MAGNET - Editorial

PROBLEM LINK:

Practice
Contest: Division 1
Contest: Division 2
Contest: Division 3
Contest: Division 4

Author: raysh07
Tester: sushil2006
Editorialist: iceknight1093

DIFFICULTY:

Easy

PREREQUISITES:

DFS

PROBLEM:

There’s a tree with N magnets, one at each vertex.
When an external magnet is placed at a vertex, attracts every magnet on the tree one step closer towards it. It is then removed from the tree.

You must place a magnet at each vertex exactly once.
Find an ordering of doing this such that in the end, not every magnet is at the same position.

EXPLANATION:

First, observe that if the tree is a “star”, meaning there’s a single vertex connected to every other vertex, then it’s impossible to achieve what we want.
This is because placing a magnet at the center of the star will accumulate all N magnets there; after which they’ll never be separated again.

Next, suppose that the tree is not a star.
Then, there will exist some edge (x, y) in the tree such that neither x nor y are leaf vertices.
This is easy to prove: take an arbitrary edge of the tree, and if one endpoint is a leaf, look at all neighbors of the other endpoint - at least one of them must be a non-leaf, otherwise the tree would be a star.
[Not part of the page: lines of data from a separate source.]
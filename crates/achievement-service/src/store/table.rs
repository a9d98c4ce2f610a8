//! 内存表
//!
//! 插入有序的泛型内存表，RwLock 保护，支持并发读写。
//! ID 由原子计数器从 1 起单调分配，空过滤查询按插入顺序返回全表。

use parking_lot::RwLock;
use std::sync::atomic::{AtomicI64, Ordering};

use crate::models::Record;

/// 泛型内存表
///
/// 读操作返回记录的克隆，调用方不持有任何锁，
/// 因此聚合计算和外部服务调用期间表仍可被并发写入。
#[derive(Debug)]
pub struct Table<T> {
    next_id: AtomicI64,
    rows: RwLock<Vec<T>>,
}

impl<T: Record + Clone> Default for Table<T> {
    fn default() -> Self {
        Self::new()
    }
}

impl<T: Record + Clone> Table<T> {
    /// 创建空表，ID 从 1 开始分配
    pub fn new() -> Self {
        Self {
            next_id: AtomicI64::new(1),
            rows: RwLock::new(Vec::new()),
        }
    }

    /// 分配新 ID 并插入由回调构造的记录
    ///
    /// 返回插入后的记录克隆。ID 分配与插入之间不保证其他写入不插队，
    /// 但 ID 本身全局唯一且单调。
    pub fn insert_with<F>(&self, build: F) -> T
    where
        F: FnOnce(i64) -> T,
    {
        let id = self.next_id.fetch_add(1, Ordering::SeqCst);
        let row = build(id);
        self.rows.write().push(row.clone());
        row
    }

    /// 按主键查找
    pub fn get(&self, id: i64) -> Option<T> {
        self.rows.read().iter().find(|r| r.id() == id).cloned()
    }

    /// 检查是否存在指定 ID 的记录
    pub fn contains(&self, id: i64) -> bool {
        self.rows.read().iter().any(|r| r.id() == id)
    }

    /// 列出所有记录，按插入顺序
    pub fn list(&self) -> Vec<T> {
        self.rows.read().clone()
    }

    /// 按条件筛选记录，保持插入顺序
    pub fn list_by<F>(&self, predicate: F) -> Vec<T>
    where
        F: Fn(&T) -> bool,
    {
        self.rows
            .read()
            .iter()
            .filter(|r| predicate(r))
            .cloned()
            .collect()
    }

    /// 获取记录总数
    pub fn count(&self) -> usize {
        self.rows.read().len()
    }

    /// 清空所有记录
    ///
    /// ID 计数器不回退，已分配的 ID 不会被复用
    pub fn clear(&self) {
        self.rows.write().clear();
    }
}
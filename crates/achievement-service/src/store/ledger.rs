//! 账本存储
//!
//! 用户、成就、授予三张表的组合，提供注册/发放写入口和过滤读取。
//! 引用完整性在发放时校验，下游的报告和统计不再重复检查。

use chrono::{DateTime, Utc};
use tracing::info;

use achieve_shared::error::{AchieveError, Result};

use crate::models::{Achievement, Award, User};
use crate::query::{AchievementFilter, AwardFilter, UserFilter};
use crate::store::Table;

/// 账本存储
///
/// 所有写入都是简单插入；读取返回克隆，聚合计算期间不持有锁。
/// 统计过程中落地的写入可能被部分观察到，这是接受的弱一致读。
#[derive(Debug, Default)]
pub struct LedgerStore {
    users: Table<User>,
    achievements: Table<Achievement>,
    awards: Table<Award>,
}

impl LedgerStore {
    pub fn new() -> Self {
        Self::default()
    }

    // ==================== 写入口 ====================

    /// 注册用户
    pub fn create_user(&self, name: impl Into<String>, lang: impl Into<String>) -> User {
        let name = name.into();
        let lang = lang.into();
        let user = self.users.insert_with(|id| User::new(id, name, lang));

        info!(user_id = user.id, name = %user.name, lang = %user.lang, "注册用户");
        user
    }

    /// 创建成就定义
    ///
    /// 分值必须大于 0，这是入库前唯一的业务校验；
    /// 校验失败时不产生任何记录。
    pub fn create_achievement(
        &self,
        name: impl Into<String>,
        points: i32,
        description: impl Into<String>,
    ) -> Result<Achievement> {
        if points <= 0 {
            return Err(AchieveError::Validation(format!(
                "成就分值必须大于 0，收到 {}",
                points
            )));
        }

        let name = name.into();
        let description = description.into();
        let achievement = self
            .achievements
            .insert_with(|id| Achievement::new(id, name, points, description));

        info!(
            achievement_id = achievement.id,
            name = %achievement.name,
            points = achievement.points,
            "创建成就"
        );
        Ok(achievement)
    }

    /// 向用户发放成就
    ///
    /// 两个引用都必须能解析到已存在的记录，时间戳缺省为当前时刻。
    /// 重复发放同一成就是合法的，每次生成独立记录。
    pub fn grant_award(
        &self,
        user_id: i64,
        achievement_id: i64,
        issued_at: Option<DateTime<Utc>>,
    ) -> Result<Award> {
        if !self.users.contains(user_id) {
            return Err(AchieveError::not_found("User", user_id));
        }
        if !self.achievements.contains(achievement_id) {
            return Err(AchieveError::not_found("Achievement", achievement_id));
        }

        let issued_at = issued_at.unwrap_or_else(Utc::now);
        let award = self
            .awards
            .insert_with(|id| Award::new(id, user_id, achievement_id, issued_at));

        info!(
            award_id = award.id,
            user_id,
            achievement_id,
            issued_at = %award.issued_at,
            "发放成就"
        );
        Ok(award)
    }

    // ==================== 读取口 ====================

    /// 按主键取用户
    pub fn get_user(&self, id: i64) -> Option<User> {
        self.users.get(id)
    }

    /// 按主键取成就
    pub fn get_achievement(&self, id: i64) -> Option<Achievement> {
        self.achievements.get(id)
    }

    /// 过滤查询用户，空过滤器返回全表（插入顺序）
    pub fn find_users(&self, filter: &UserFilter) -> Vec<User> {
        self.users.list_by(|u| filter.matches(u))
    }

    /// 过滤查询成就
    pub fn find_achievements(&self, filter: &AchievementFilter) -> Vec<Achievement> {
        self.achievements.list_by(|a| filter.matches(a))
    }

    /// 过滤查询授予记录
    pub fn find_awards(&self, filter: &AwardFilter) -> Vec<Award> {
        self.awards.list_by(|a| filter.matches(a))
    }

    /// 用户数
    pub fn user_count(&self) -> usize {
        self.users.count()
    }

    /// 授予记录数
    pub fn award_count(&self) -> usize {
        self.awards.count()
    }
}

#[cfg(test)]
mod tests {
    use super::*;

    #[test]
    fn test_create_user_assigns_sequential_ids() {
        let store = LedgerStore::new();
        let first = store.create_user("Иван", "ru");
        let second = store.create_user("John", "en");

        assert_eq!(first.id, 1);
        assert_eq!(second.id, 2);
        assert_eq!(store.user_count(), 2);
    }

    #[test]
    fn test_create_achievement_rejects_non_positive_points() {
        let store = LedgerStore::new();

        let zero = store.create_achievement("Пустышка", 0, "нулевая ценность");
        assert!(matches!(zero, Err(AchieveError::Validation(_))));

        let negative = store.create_achievement("Антиприз", -5, "отрицательная ценность");
        assert!(matches!(negative, Err(AchieveError::Validation(_))));

        // 校验失败的成就不应出现在账本中
        assert!(store.find_achievements(&AchievementFilter::default()).is_empty());
    }

    #[test]
    fn test_grant_award_checks_references() {
        let store = LedgerStore::new();
        let user = store.create_user("Иван", "ru");
        let badge = store.create_achievement("Пользователь", 25, "описание").unwrap();

        let granted = store.grant_award(user.id, badge.id, None);
        assert!(granted.is_ok());

        let bad_user = store.grant_award(999, badge.id, None);
        assert!(matches!(bad_user, Err(AchieveError::NotFound { .. })));

        let bad_badge = store.grant_award(user.id, 999, None);
        assert!(matches!(bad_badge, Err(AchieveError::NotFound { .. })));

        assert_eq!(store.award_count(), 1);
    }

    #[test]
    fn test_grant_award_defaults_timestamp_to_now() {
        let store = LedgerStore::new();
        let user = store.create_user("Иван", "ru");
        let badge = store.create_achievement("Хакер", 80, "описание").unwrap();

        let before = Utc::now();
        let award = store.grant_award(user.id, badge.id, None).unwrap();
        let after = Utc::now();

        assert!(award.issued_at >= before && award.issued_at <= after);
    }

    #[test]
    fn test_duplicate_grants_create_distinct_records() {
        let store = LedgerStore::new();
        let user = store.create_user("Вася", "ru");
        let badge = store.create_achievement("Пользователь", 25, "описание").unwrap();

        let first = store.grant_award(user.id, badge.id, None).unwrap();
        let second = store.grant_award(user.id, badge.id, None).unwrap();

        assert_ne!(first.id, second.id);
        assert_eq!(store.find_awards(&AwardFilter::by_user(user.id)).len(), 2);
    }

    #[test]
    fn test_find_users_filters_by_lang() {
        let store = LedgerStore::new();
        store.create_user("Иван", "ru");
        store.create_user("John", "en");
        store.create_user("Олег", "ru");

        let filter = UserFilter {
            lang: Some("ru".to_string()),
            ..Default::default()
        };
        let russians = store.find_users(&filter);
        assert_eq!(russians.len(), 2);
        assert!(russians.iter().all(|u| u.lang == "ru"));

        // 空过滤器按插入顺序返回全表
        let all = store.find_users(&UserFilter::default());
        let names: Vec<&str> = all.iter().map(|u| u.name.as_str()).collect();
        assert_eq!(names, vec!["Иван", "John", "Олег"]);
    }
}
//! 个人成就报告
//!
//! 把用户的授予记录与成就定义连接成一份按时间排序的报告。
//! 用户偏好语言与源语言不同时，名称与描述逐条经翻译适配器转换；
//! 翻译失败不中断报告，降级为源语言原文。

use chrono::{DateTime, Utc};
use serde::Serialize;
use tracing::warn;

use achieve_shared::error::{AchieveError, Result};

use crate::models::{Achievement, Award};
use crate::query::AwardFilter;
use crate::store::LedgerStore;
use crate::translate::Translator;

/// 报告条目
///
/// 每条授予记录一个条目，文案已本地化为用户语言。
#[derive(Debug, Clone, Serialize)]
pub struct UserAchievement {
    pub award_id: i64,
    pub name: String,
    pub points: i32,
    pub description: String,
    pub issued_at: DateTime<Utc>,
}

/// 生成用户的成就报告
///
/// 用户不存在时返回 NotFound。条目按 (issued_at, award_id) 升序排列。
/// 连接在翻译开始前已物化完成，适配器调用期间不持有存储锁。
pub async fn user_report(
    store: &LedgerStore,
    translator: &dyn Translator,
    canonical_lang: &str,
    user_id: i64,
) -> Result<Vec<UserAchievement>> {
    let user = store
        .get_user(user_id)
        .ok_or_else(|| AchieveError::not_found("User", user_id))?;

    // 物化连接：授予记录 + 成就定义
    let mut joined: Vec<(Award, Achievement)> = store
        .find_awards(&AwardFilter::by_user(user_id))
        .into_iter()
        .filter_map(|award| {
            let achievement = store.get_achievement(award.achievement_id);
            if achievement.is_none() {
                warn!(
                    award_id = award.id,
                    achievement_id = award.achievement_id,
                    "授予记录引用的成就缺失，条目被跳过"
                );
            }
            achievement.map(|a| (award, a))
        })
        .collect();

    joined.sort_by_key(|(award, _)| (award.issued_at, award.id));

    let needs_translation = user.lang != canonical_lang;
    let mut entries = Vec::with_capacity(joined.len());

    for (award, achievement) in joined {
        let (name, description) = if needs_translation {
            let name = translate_or_fallback(
                translator,
                &achievement.name,
                canonical_lang,
                &user.lang,
                award.id,
            )
            .await;
            let description = translate_or_fallback(
                translator,
                &achievement.description,
                canonical_lang,
                &user.lang,
                award.id,
            )
            .await;
            (name, description)
        } else {
            (achievement.name, achievement.description)
        };

        entries.push(UserAchievement {
            award_id: award.id,
            name,
            points: achievement.points,
            description,
            issued_at: award.issued_at,
        });
    }

    Ok(entries)
}

/// 翻译单段文案，失败时降级为原文
async fn translate_or_fallback(
    translator: &dyn Translator,
    text: &str,
    from: &str,
    to: &str,
    award_id: i64,
) -> String {
    match translator.translate(text, from, to).await {
        Ok(translated) => translated,
        Err(e) => {
            warn!(award_id, from, to, error = %e, "翻译失败，降级为源语言原文");
            text.to_string()
        }
    }
}

#[cfg(test)]
mod tests {
    use super::*;
    use crate::translate::IdentityTranslator;
    use crate::translate::testing::{DictionaryTranslator, FailingTranslator};
    use chrono::TimeZone;

    const CANONICAL: &str = "ru";

    fn store_with_user(lang: &str) -> (LedgerStore, i64) {
        let store = LedgerStore::new();
        let user = store.create_user("Тестовый", lang);
        (store, user.id)
    }

    #[tokio::test]
    async fn test_unknown_user_is_not_found() {
        let store = LedgerStore::new();
        let result = user_report(&store, &IdentityTranslator, CANONICAL, 42).await;
        assert!(matches!(result, Err(AchieveError::NotFound { .. })));
    }

    #[tokio::test]
    async fn test_user_without_awards_gets_empty_report() {
        let (store, user_id) = store_with_user("ru");
        let report = user_report(&store, &IdentityTranslator, CANONICAL, user_id)
            .await
            .unwrap();
        assert!(report.is_empty());
    }

    #[tokio::test]
    async fn test_canonical_lang_user_gets_raw_text() {
        let (store, user_id) = store_with_user("ru");
        let badge = store
            .create_achievement("Пользователь", 25, "Выдается пользователю")
            .unwrap();
        store.grant_award(user_id, badge.id, None).unwrap();

        // 字典翻译器不应被触发：ru 用户读源语言原文
        let translator = DictionaryTranslator::new().with_entry("Пользователь", "User");
        let report = user_report(&store, &translator, CANONICAL, user_id)
            .await
            .unwrap();

        assert_eq!(report.len(), 1);
        assert_eq!(report[0].name, "Пользователь");
        assert_eq!(report[0].points, 25);
    }

    #[tokio::test]
    async fn test_non_canonical_user_gets_translated_text() {
        let (store, user_id) = store_with_user("en");
        let badge = store
            .create_achievement("Пользователь", 25, "Выдается пользователю")
            .unwrap();
        store.grant_award(user_id, badge.id, None).unwrap();

        let translator = DictionaryTranslator::new()
            .with_entry("Пользователь", "User")
            .with_entry("Выдается пользователю", "Granted to a user");
        let report = user_report(&store, &translator, CANONICAL, user_id)
            .await
            .unwrap();

        assert_eq!(report.len(), 1);
        assert_eq!(report[0].name, "User");
        assert_eq!(report[0].description, "Granted to a user");
    }

    #[tokio::test]
    async fn test_translation_failure_falls_back_to_canonical_text() {
        let (store, user_id) = store_with_user("en");
        let badge = store
            .create_achievement("Хакер", 80, "Хакер с опытом")
            .unwrap();
        store.grant_award(user_id, badge.id, None).unwrap();

        let report = user_report(&store, &FailingTranslator, CANONICAL, user_id)
            .await
            .unwrap();

        // 适配器故障不中断报告，条目降级为原文
        assert_eq!(report.len(), 1);
        assert_eq!(report[0].name, "Хакер");
        assert_eq!(report[0].description, "Хакер с опытом");
    }

    #[tokio::test]
    async fn test_entries_sorted_by_issued_at_then_award_id() {
        let (store, user_id) = store_with_user("ru");
        let badge = store.create_achievement("Пользователь", 25, "описание").unwrap();

        let day1 = Utc.with_ymd_and_hms(2024, 3, 1, 12, 0, 0).unwrap();
        let day2 = Utc.with_ymd_and_hms(2024, 3, 2, 12, 0, 0).unwrap();

        // 乱序发放：后发的时间戳更早
        let late = store.grant_award(user_id, badge.id, Some(day2)).unwrap();
        let early = store.grant_award(user_id, badge.id, Some(day1)).unwrap();
        let same_moment = store.grant_award(user_id, badge.id, Some(day1)).unwrap();

        let report = user_report(&store, &IdentityTranslator, CANONICAL, user_id)
            .await
            .unwrap();

        let order: Vec<i64> = report.iter().map(|e| e.award_id).collect();
        // 同一时刻按 award_id 升序
        assert_eq!(order, vec![early.id, same_moment.id, late.id]);
    }
}
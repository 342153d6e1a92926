// Route exports
pub mod recommendations;

use actix_web::{error, http::StatusCode, web, HttpRequest, HttpResponse};
use crate::models::ErrorResponse;

pub fn configure_routes(cfg: &mut web::ServiceConfig) {
    cfg.service(
        web::scope("/api/v1")
            .configure(recommendations::configure),
    );
}

/// JSON payload errors, rendered with the same body as handler errors
#[derive(Debug)]
pub struct JsonError(pub ErrorResponse);

impl std::fmt::Display for JsonError {
    fn fmt(&self, f: &mut std::fmt::Formatter<'_>) -> std::fmt::Result {
        write!(f, "{}: {}", self.0.error, self.0.message)
    }
}

impl std::error::Error for JsonError {}

impl error::ResponseError for JsonError {
    fn status_code(&self) -> StatusCode {
        StatusCode::from_u16(self.0.status_code).unwrap_or(StatusCode::BAD_REQUEST)
    }

    fn error_response(&self) -> HttpResponse {
        HttpResponse::build(self.status_code()).json(&self.0)
    }
}

/// Handle JSON payload errors
pub fn handle_json_payload_error(err: error::JsonPayloadError, req: &HttpRequest) -> actix_web::Error {
    tracing::info!("JSON payload error on {}: {}", req.path(), err);
    JsonError(ErrorResponse {
        error: "invalid_json".to_string(),
        message: format!("Invalid JSON: {}", err),
        status_code: 400,
    })
    .into()
}
use async_trait::async_trait;
use std::collections::BTreeSet;
use thiserror::Error;
use crate::models::{Catalog, ClubRecord, ClubType};
use crate::services::cache::CacheError;
use crate::services::postgres::PostgresError;
use crate::services::rest::RestError;

/// Errors that can occur while loading the club catalog
#[derive(Debug, Error)]
pub enum CatalogError {
    #[error("Postgres catalog error: {0}")]
    Postgres(#[from] PostgresError),

    #[error("REST catalog error: {0}")]
    Rest(#[from] RestError),

    #[error("Catalog cache error: {0}")]
    Cache(#[from] CacheError),
}

/// Source of active clubs, grouped by type
///
/// Implementations return one key per requested type, with an empty list
/// when no active club of that type exists. Ordering within a list is not
/// guaranteed.
#[async_trait]
pub trait CatalogProvider: Send + Sync {
    async fn fetch_by_type(&self, types: &BTreeSet<ClubType>) -> Result<Catalog, CatalogError>;

    /// Whether the backing store is reachable
    async fn health_check(&self) -> bool {
        true
    }

    /// Drop any cached catalog data so the next fetch reads the store.
    /// Uncached providers have nothing to drop.
    async fn invalidate(&self) -> Result<(), CatalogError> {
        Ok(())
    }
}

/// Group clubs under the requested types, dropping clubs of other types
pub fn group_by_type(types: &BTreeSet<ClubType>, clubs: Vec<ClubRecord>) -> Catalog {
    let mut catalog: Catalog = types.iter().map(|t| (*t, Vec::new())).collect();

    for club in clubs {
        if let Some(bucket) = catalog.get_mut(&club.club_type) {
            bucket.push(club);
        }
    }

    catalog
}

/// Catalog held in memory, used for fixtures and local runs
#[derive(Debug, Clone, Default)]
pub struct InMemoryCatalog {
    clubs: Vec<ClubRecord>,
}

impl InMemoryCatalog {
    pub fn new(clubs: Vec<ClubRecord>) -> Self {
        Self { clubs }
    }
}

#[async_trait]
impl CatalogProvider for InMemoryCatalog {
    async fn fetch_by_type(&self, types: &BTreeSet<ClubType>) -> Result<Catalog, CatalogError> {
        Ok(group_by_type(types, self.clubs.clone()))
    }
}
Let’s find such an edge (x, y), and delete it from the tree.
We now have two disjoint trees, both containing at least two vertices.
Let them be T_1 and T_2, where T_1 contains x and T_2 contains y.

Perform a DFS on T_1 starting from x, and on T_2 starting from y.
Arrange vertices in order of this DFS, first everything from T_1 and then everything from T_2.

This is a valid order!

Proof

Since x and y are not leaves, there exist vertices u \neq y and v\neq x that are adjacent to x and y, respectively.

Consider what happens when we perform the DFS on T_1, starting from x.
The very first move is on x itself.
After this, the magnet originally on u moves to x, while the one on v moves to y - in particular, they’re adjacent to each other.
For ease of notation, let m_1 be the magnet currently on x, and m_2 be the one on y.

Now, note that when two magnets are on adjacent vertices, the only way to make them end up on the same vertex is to place a magnet on one of these two vertices - nothing else will do it.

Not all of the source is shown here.